Dalam putusan tersebut, Komite ICSID yang terdiri atas Hakim Dominique Hascher, Professor Karl-Heinz Böckstiegel dan Professor Jean Kalicki mengeluarkan putusan yang berisi penolakan terhadap semua permohonan annulment of the award yang diajukan oleh Para Penggugat.
"Kemenangan atas gugatan dalam forum ini bersifat final, berkekuatan hukum tetap, sehingga tidak ada lagi upaya hukum lain yang dapat dilakukan oleh para penggugat. Artinya, kita terbebas dari gugatan yang mencapai nilai US$1,3 miliar atau dalam kurs sekarang sekitar Rp18 triliun," sambung Yasonna.

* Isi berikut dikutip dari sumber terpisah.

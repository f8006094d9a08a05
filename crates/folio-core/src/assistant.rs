//! The local portfolio assistant.
//!
//! [`Assistant`] indexes the profile, projects and timeline once at
//! construction and then answers free-text questions by keyword overlap.
//! No state changes after construction, so [`Assistant::answer`] is a pure
//! function of the content and the question and is safe to call from many
//! tasks at once.
//!
//! # Routing
//!
//! 1. A question with no usable tokens gets [`EMPTY_QUESTION_REPLY`].
//! 2. Intent rules ([`INTENT_RULES`]) are checked in order against the
//!    lowercased question; the first whose keyword occurs wins.
//! 3. The best project answers if its score is at least the profile score
//!    and the best timeline score.
//! 4. Otherwise the best timeline item answers, if it scored at all.
//! 5. Otherwise the generic fallback lists the research interests.

use std::fmt;

use serde::Serialize;
use tracing::debug;

use crate::error::ContextError;
use crate::format::{self, EMPTY_QUESTION_REPLY};
use crate::index::{self, IndexEntry};
use crate::models::{Profile, Project, TimelineItem};
use crate::search::{score_text, tokenize, top_score, Scored};

/// The content an [`Assistant`] answers from.
#[derive(Debug, Clone, Default, PartialEq)]
pub struct AssistantContext {
    pub profile: Profile,
    pub projects: Vec<Project>,
    pub timeline: Vec<TimelineItem>,
}

impl AssistantContext {
    pub fn new(profile: Profile, projects: Vec<Project>, timeline: Vec<TimelineItem>) -> Self {
        Self {
            profile,
            projects,
            timeline,
        }
    }

    /// Start a builder that checks every collection was supplied.
    pub fn builder() -> AssistantContextBuilder {
        AssistantContextBuilder::default()
    }
}

/// Assembles an [`AssistantContext`] from parts that arrive separately.
///
/// All three parts are required. Empty lists are fine.
#[derive(Debug, Default)]
pub struct AssistantContextBuilder {
    profile: Option<Profile>,
    projects: Option<Vec<Project>>,
    timeline: Option<Vec<TimelineItem>>,
}

impl AssistantContextBuilder {
    pub fn profile(mut self, profile: Profile) -> Self {
        self.profile = Some(profile);
        self
    }

    pub fn projects(mut self, projects: Vec<Project>) -> Self {
        self.projects = Some(projects);
        self
    }

    pub fn timeline(mut self, timeline: Vec<TimelineItem>) -> Self {
        self.timeline = Some(timeline);
        self
    }

    pub fn build(self) -> Result<AssistantContext, ContextError> {
        Ok(AssistantContext {
            profile: self
                .profile
                .ok_or(ContextError::MissingCollection("profile"))?,
            projects: self
                .projects
                .ok_or(ContextError::MissingCollection("projects"))?,
            timeline: self
                .timeline
                .ok_or(ContextError::MissingCollection("timeline"))?,
        })
    }
}

/// Question categories answered by keyword before any scoring.
#[derive(Debug, Clone, Copy, PartialEq, Eq, Serialize)]
#[serde(rename_all = "lowercase")]
pub enum Intent {
    Publications,
    Events,
    Profile,
}

/// A keyword-triggered rule: if the question contains any keyword,
/// `respond` produces the answer.
pub struct IntentRule {
    pub intent: Intent,
    pub keywords: &'static [&'static str],
    pub respond: fn(&AssistantContext) -> String,
}

impl IntentRule {
    fn matches(&self, query: &str) -> bool {
        self.keywords.iter().any(|kw| query.contains(kw))
    }
}

/// Intent rules, checked top to bottom.
pub const INTENT_RULES: &[IntentRule] = &[
    IntentRule {
        intent: Intent::Publications,
        keywords: &["publication", "paper", "thesis"],
        respond: |ctx| format::publications(&ctx.timeline),
    },
    IntentRule {
        intent: Intent::Events,
        keywords: &["talk", "exhibition", "award"],
        respond: |ctx| format::timeline(&ctx.timeline),
    },
    IntentRule {
        intent: Intent::Profile,
        keywords: &["skill", "interest", "research"],
        respond: |ctx| format::profile(&ctx.profile),
    },
];

/// Which branch produced an answer.
#[derive(Debug, Clone, Copy, PartialEq, Eq, Serialize)]
#[serde(tag = "kind", rename_all = "snake_case")]
pub enum Route {
    EmptyQuestion,
    Intent { intent: Intent },
    Project { position: usize },
    TimelineItem { position: usize },
    Fallback,
}

impl fmt::Display for Route {
    fn fmt(&self, f: &mut fmt::Formatter<'_>) -> fmt::Result {
        match self {
            Route::EmptyQuestion => write!(f, "empty-question"),
            Route::Intent { intent } => write!(f, "intent:{:?}", intent),
            Route::Project { position } => write!(f, "project#{}", position),
            Route::TimelineItem { position } => write!(f, "timeline#{}", position),
            Route::Fallback => write!(f, "fallback"),
        }
    }
}

/// Scoring breakdown for one question.
#[derive(Debug, Clone, PartialEq, Eq, Serialize)]
pub struct ScoreExplanation {
    pub tokens: Vec<String>,
    pub profile_score: usize,
    /// `(position, score)` of the best project, if any scored above zero.
    pub top_project: Option<(usize, usize)>,
    /// `(position, score)` of the best timeline item, if any scored above zero.
    pub top_timeline: Option<(usize, usize)>,
}

/// A reply with the branch that produced it.
#[derive(Debug, Clone, PartialEq, Eq, Serialize)]
pub struct Answer {
    pub text: String,
    pub route: Route,
    /// Absent when the question had no usable tokens.
    #[serde(skip_serializing_if = "Option::is_none")]
    pub explain: Option<ScoreExplanation>,
}

/// Keyword-matching assistant over immutable portfolio content.
#[derive(Debug, Clone)]
pub struct Assistant {
    context: AssistantContext,
    profile_text: String,
    project_index: Vec<IndexEntry>,
    timeline_index: Vec<IndexEntry>,
}

impl Assistant {
    /// Build the search indices. Runs once; never fails.
    pub fn new(context: AssistantContext) -> Self {
        let profile_text = index::profile_text(&context.profile);
        let project_index = index::build(&context.projects, index::project_text);
        let timeline_index = index::build(&context.timeline, index::timeline_text);
        debug!(
            projects = project_index.len(),
            timeline = timeline_index.len(),
            "built assistant index"
        );
        Self {
            context,
            profile_text,
            project_index,
            timeline_index,
        }
    }

    pub fn context(&self) -> &AssistantContext {
        &self.context
    }

    /// Answer a question with a plain string.
    pub fn answer(&self, question: &str) -> String {
        self.respond(question).text
    }

    /// Answer a question, reporting the route taken and the scores seen.
    pub fn respond(&self, question: &str) -> Answer {
        let query = question.trim().to_lowercase();
        let tokens = tokenize(&query);

        if tokens.is_empty() {
            return self.finish(Route::EmptyQuestion, EMPTY_QUESTION_REPLY.to_string(), None);
        }

        let top_project = top_score(&score_index(&tokens, &self.project_index));
        let top_timeline = top_score(&score_index(&tokens, &self.timeline_index));
        let profile_score = score_text(&tokens, &self.profile_text);

        let explain = ScoreExplanation {
            profile_score,
            top_project: top_project.map(|s| (s.item, s.score)),
            top_timeline: top_timeline.map(|s| (s.item, s.score)),
            tokens,
        };

        if let Some(rule) = INTENT_RULES.iter().find(|rule| rule.matches(&query)) {
            let text = (rule.respond)(&self.context);
            return self.finish(Route::Intent { intent: rule.intent }, text, Some(explain));
        }

        let timeline_score = top_timeline.map_or(0, |t| t.score);

        if let Some(best) = top_project {
            if best.score >= profile_score.max(timeline_score) {
                let text = format::project(&self.context.projects[best.item]);
                return self.finish(Route::Project { position: best.item }, text, Some(explain));
            }
        }

        if let Some(best) = top_timeline {
            let text = format::timeline_item(&self.context.timeline[best.item]);
            return self.finish(
                Route::TimelineItem {
                    position: best.item,
                },
                text,
                Some(explain),
            );
        }

        let text = format::fallback(&self.context.profile);
        self.finish(Route::Fallback, text, Some(explain))
    }

    fn finish(&self, route: Route, text: String, explain: Option<ScoreExplanation>) -> Answer {
        debug!(%route, "answered question");
        Answer {
            text,
            route,
            explain,
        }
    }
}

/// Score every entry; the item is the entry's position in its collection.
fn score_index(tokens: &[String], entries: &[IndexEntry]) -> Vec<Scored<usize>> {
    entries
        .iter()
        .map(|entry| Scored {
            item: entry.position,
            score: score_text(tokens, &entry.text),
        })
        .collect()
}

Kasus ini bermula pada 4 Mei 2010 ketika Pemerintah Kabupaten Kutai Timur mencabut perizinan eksplorasi tambang empat anak perusahaan para penggugat di wilayah seluas 350 km2, di Kecamatan Busang.
Menyusul pencabutan tersebut, para penggugat menilai pemerintah setempat telah melakukan pelanggaran ekspropriasi [suatu bentuk nasionalisasi yang disertai dengan pembayaran ganti rugi atau kompensasi] tidak langsung (indirect expropriation) dan prinsip perlakuan yang adil dan seimbang.

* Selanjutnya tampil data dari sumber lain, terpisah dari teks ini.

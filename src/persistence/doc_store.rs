use std::path::Path;

use fjall::{Database, Keyspace, KeyspaceCreateOptions};

use crate::error::{IndexError, Result};
use crate::models::StoredField;
use crate::persistence::{BlobLog, BlobPointer};

/// Stored field archive: fjall catalog of pointers into an append-only blob log.
///
/// Re-indexing an id appends a new record and moves the pointer; the old
/// record stays in the log as dead space. The log is never compacted.
pub struct DocStore {
    archive: Keyspace,
    internal: Keyspace,
    blob_log: BlobLog,
}

const ARCHIVE_KS: &str = "archive";
const INTERNAL_KS: &str = "internal";

impl DocStore {
    pub fn open(db: &Database, blob_path: impl AsRef<Path>) -> Result<Self> {
        let archive = db
            .keyspace(ARCHIVE_KS, KeyspaceCreateOptions::default)
            .map_err(|e| IndexError::storage(format!("failed to open archive keyspace: {}", e)))?;
        let internal = db
            .keyspace(INTERNAL_KS, KeyspaceCreateOptions::default)
            .map_err(|e| IndexError::storage(format!("failed to open internal keyspace: {}", e)))?;
        let blob_log = BlobLog::open(blob_path)?;

        Ok(Self {
            archive,
            internal,
            blob_log,
        })
    }

    /// Persist an archive: append to the blob log, then swing the catalog pointer.
    pub fn put_archive(&self, doc_id: &str, fields: &[StoredField]) -> Result<BlobPointer> {
        let payload = bincode::serialize(fields)?;
        let ptr = self.blob_log.append(&payload)?;
        let val = bincode::serialize(&ptr)?;
        self.archive
            .insert(doc_id.as_bytes(), val)
            .map_err(IndexError::storage)?;
        Ok(ptr)
    }

    pub fn pointer(&self, doc_id: &str) -> Result<Option<BlobPointer>> {
        let Some(val) = self
            .archive
            .get(doc_id.as_bytes())
            .map_err(IndexError::storage)?
        else {
            return Ok(None);
        };
        Ok(Some(bincode::deserialize(&val)?))
    }

    pub fn get_archive(&self, doc_id: &str) -> Result<Option<Vec<StoredField>>> {
        let Some(ptr) = self.pointer(doc_id)? else {
            return Ok(None);
        };
        let payload = self.blob_log.read(ptr)?;
        Ok(Some(bincode::deserialize(&payload)?))
    }

    /// Ids of every archived document, in key order.
    pub fn list_doc_ids(&self) -> Result<Vec<String>> {
        let mut out = Vec::new();
        for kv in self.archive.iter() {
            let key = kv.key().map_err(IndexError::storage)?;
            match std::str::from_utf8(key.as_ref()) {
                Ok(id) => out.push(id.to_string()),
                Err(_) => continue,
            }
        }
        Ok(out)
    }

    /// Write a value into the internal scratch area.
    pub fn set_internal(&self, key: &[u8], value: &[u8]) -> Result<()> {
        self.internal
            .insert(key, value)
            .map_err(IndexError::storage)?;
        Ok(())
    }

    pub fn get_internal(&self, key: &[u8]) -> Result<Option<Vec<u8>>> {
        Ok(self
            .internal
            .get(key)
            .map_err(IndexError::storage)?
            .map(|v| v.as_ref().to_vec()))
    }

    pub fn sync(&self) -> Result<()> {
        self.blob_log.sync()
    }

    pub fn blob_log(&self) -> &BlobLog {
        &self.blob_log
    }
}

"Mereka [para penggugat] berpandangan bahwa pencabutan izin ini adalah suatu tindakan ekspropriasi, yakni investasi yang dicabut atau dibatalkan secara sepihak. Mereka juga meminta kompensasi atas biaya yang dikeluarkan dan atas future of benefit [keuntungan pada masa mendatang] dari investasi yang mereka klaim sudah ditanam di Indonesia," papar Direktur Jenderal Administrasi Hukum Umum Cahyo R. Muzhar pada kesempatan yang sama.
Selama proses peradilan yang berjalan kurang lebih enam tahun, Pemerintah Indonesia mengajukan sejumlah bukti forensik yang menunjukkan adanya pemalsuan 34 dokumen perizinan oleh para penggugat. Dokumen yang dipalsukan tersebut di antaranya adalah izin pertambangan tahap general survey dan eksplorasi.
Berdasarkan temuan tersebut, Tribunal ICSID sepakat dengan argumentasi Pemerintah Indonesia bahwa “investasi yang bertentangan dengan hukum tidak pantas mendapatkan perlindungan dalam hukum internasional.” Tribunal ICSID juga menemukan bahwa “Para Penggugat tidak melakukan kewajibannya untuk memeriksa mitra kerja lokalnya serta mengawasi dengan baik proses perizinannya (lack of diligence).”